Short-Term Capital Gain (STCG) refers to the profit earned from the sale of a capital asset held for a short duration before being sold. In India, the holding period that defines a gain as “short-term” depends on the type of asset. For most assets like shares listed on a recognized stock exchange, mutual funds, and securities, the period is 12 months or less. For other assets like real estate or unlisted shares, the period is usually 24 or 36 months.
If the asset is sold within this short period, any profit made is considered a short-term capital gain and is taxable under the Income Tax Act.
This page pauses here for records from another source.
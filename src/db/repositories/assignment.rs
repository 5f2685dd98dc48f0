use anyhow::{Context, Result};
use chrono::Utc;
use sea_orm::{ActiveModelTrait, DatabaseConnection, EntityTrait, QueryOrder, Set};
use tracing::info;
use uuid::Uuid;

use crate::api::validation::AssignmentFields;
use crate::entities::{assignments, prelude::*};

/// Column ranges the original schema enforced at the store layer. The
/// payload validator only checks that the values are integers; range
/// violations surface as store errors.
const POINTS_RANGE: std::ops::RangeInclusive<i32> = 1..=10;
const ATTEMPTS_RANGE: std::ops::RangeInclusive<i32> = 1..=100;

pub struct AssignmentRepository {
    conn: DatabaseConnection,
}

impl AssignmentRepository {
    #[must_use]
    pub const fn new(conn: DatabaseConnection) -> Self {
        Self { conn }
    }

    fn check_bounds(fields: &AssignmentFields) -> Result<()> {
        if !POINTS_RANGE.contains(&fields.points) {
            anyhow::bail!("points out of range: {}", fields.points);
        }
        if !ATTEMPTS_RANGE.contains(&fields.num_of_attempts) {
            anyhow::bail!("num_of_attempts out of range: {}", fields.num_of_attempts);
        }
        Ok(())
    }

    pub async fn create(
        &self,
        user_id: Uuid,
        fields: &AssignmentFields,
    ) -> Result<assignments::Model> {
        Self::check_bounds(fields)?;

        let now = Utc::now().to_rfc3339();

        let active = assignments::ActiveModel {
            id: Set(Uuid::new_v4()),
            user_id: Set(user_id),
            name: Set(fields.name.clone()),
            points: Set(fields.points),
            num_of_attempts: Set(fields.num_of_attempts),
            deadline: Set(fields.deadline.to_rfc3339()),
            assignment_created: Set(now.clone()),
            assignment_updated: Set(now),
        };

        let model = active
            .insert(&self.conn)
            .await
            .context("Failed to insert assignment")?;

        info!("Assignment created: {}", model.id);
        Ok(model)
    }

    pub async fn get(&self, id: Uuid) -> Result<Option<assignments::Model>> {
        Assignments::find_by_id(id)
            .one(&self.conn)
            .await
            .context("Failed to query assignment by ID")
    }

    pub async fn list_all(&self) -> Result<Vec<assignments::Model>> {
        Assignments::find()
            .order_by_asc(assignments::Column::AssignmentCreated)
            .all(&self.conn)
            .await
            .context("Failed to list assignments")
    }

    /// Overwrites the mutable fields and stamps `assignment_updated`.
    /// `user_id` and `assignment_created` are never touched.
    pub async fn update(&self, id: Uuid, fields: &AssignmentFields) -> Result<bool> {
        Self::check_bounds(fields)?;

        let Some(existing) = Assignments::find_by_id(id)
            .one(&self.conn)
            .await
            .context("Failed to query assignment for update")?
        else {
            return Ok(false);
        };

        let mut active: assignments::ActiveModel = existing.into();
        active.name = Set(fields.name.clone());
        active.points = Set(fields.points);
        active.num_of_attempts = Set(fields.num_of_attempts);
        active.deadline = Set(fields.deadline.to_rfc3339());
        active.assignment_updated = Set(Utc::now().to_rfc3339());
        active
            .update(&self.conn)
            .await
            .context("Failed to update assignment")?;

        info!("Assignment updated: {}", id);
        Ok(true)
    }

    pub async fn remove(&self, id: Uuid) -> Result<bool> {
        let result = Assignments::delete_by_id(id)
            .exec(&self.conn)
            .await
            .context("Failed to delete assignment")?;

        Ok(result.rows_affected > 0)
    }
}
use crate::entities::prelude::*;
use crate::entities::submissions;
use sea_orm_migration::prelude::*;
use sea_orm_migration::sea_orm::Schema;

#[derive(DeriveMigrationName)]
pub struct Migration;

#[async_trait::async_trait]
impl MigrationTrait for Migration {
    async fn up(&self, manager: &SchemaManager) -> Result<(), DbErr> {
        let backend = manager.get_database_backend();
        let schema = Schema::new(backend);

        manager
            .create_table(
                schema
                    .create_table_from_entity(Users)
                    .if_not_exists()
                    .to_owned(),
            )
            .await?;

        manager
            .create_table(
                schema
                    .create_table_from_entity(Assignments)
                    .if_not_exists()
                    .to_owned(),
            )
            .await?;

        manager
            .create_table(
                schema
                    .create_table_from_entity(Submissions)
                    .if_not_exists()
                    .to_owned(),
            )
            .await?;

        // One submission row per (user, assignment); re-submission bumps
        // the attempts counter instead of inserting a second row.
        manager
            .create_index(
                Index::create()
                    .if_not_exists()
                    .name("idx-submissions-user-assignment")
                    .table(Submissions)
                    .col(submissions::Column::UserId)
                    .col(submissions::Column::AssignmentId)
                    .unique()
                    .to_owned(),
            )
            .await?;

        Ok(())
    }

    async fn down(&self, manager: &SchemaManager) -> Result<(), DbErr> {
        manager
            .drop_table(Table::drop().table(Submissions).to_owned())
            .await?;
        manager
            .drop_table(Table::drop().table(Assignments).to_owned())
            .await?;
        manager
            .drop_table(Table::drop().table(Users).to_owned())
            .await?;

        Ok(())
    }
}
STCG is important for business owners, investors, and entrepreneurs because it directly impacts how much tax they owe when selling assets like property, stocks, or business equipment. For instance, equity shares sold within a year attract an STCG tax of 15% (plus applicable cess and surcharge), provided securities transaction tax (STT) has been paid. For other assets, the gain is added to the individual’s income and taxed as per the applicable slab rates.
Understanding STCG is essential for accurate tax filings, especially during ITR season, and helps avoid notices or penalties from the Income Tax Department. It also helps in making informed decisions regarding investment timing and tax planning.
To ensure you meet all STCG-related compliance requirements, it's advisable to consult a tax expert or opt for a trusted income tax solution provider like FinTax24, which offers professional assistance tailored to your tax obligations.
By keeping track of your asset holding period and planning your sales accordingly, you can manage your tax liability more efficiently and stay compliant.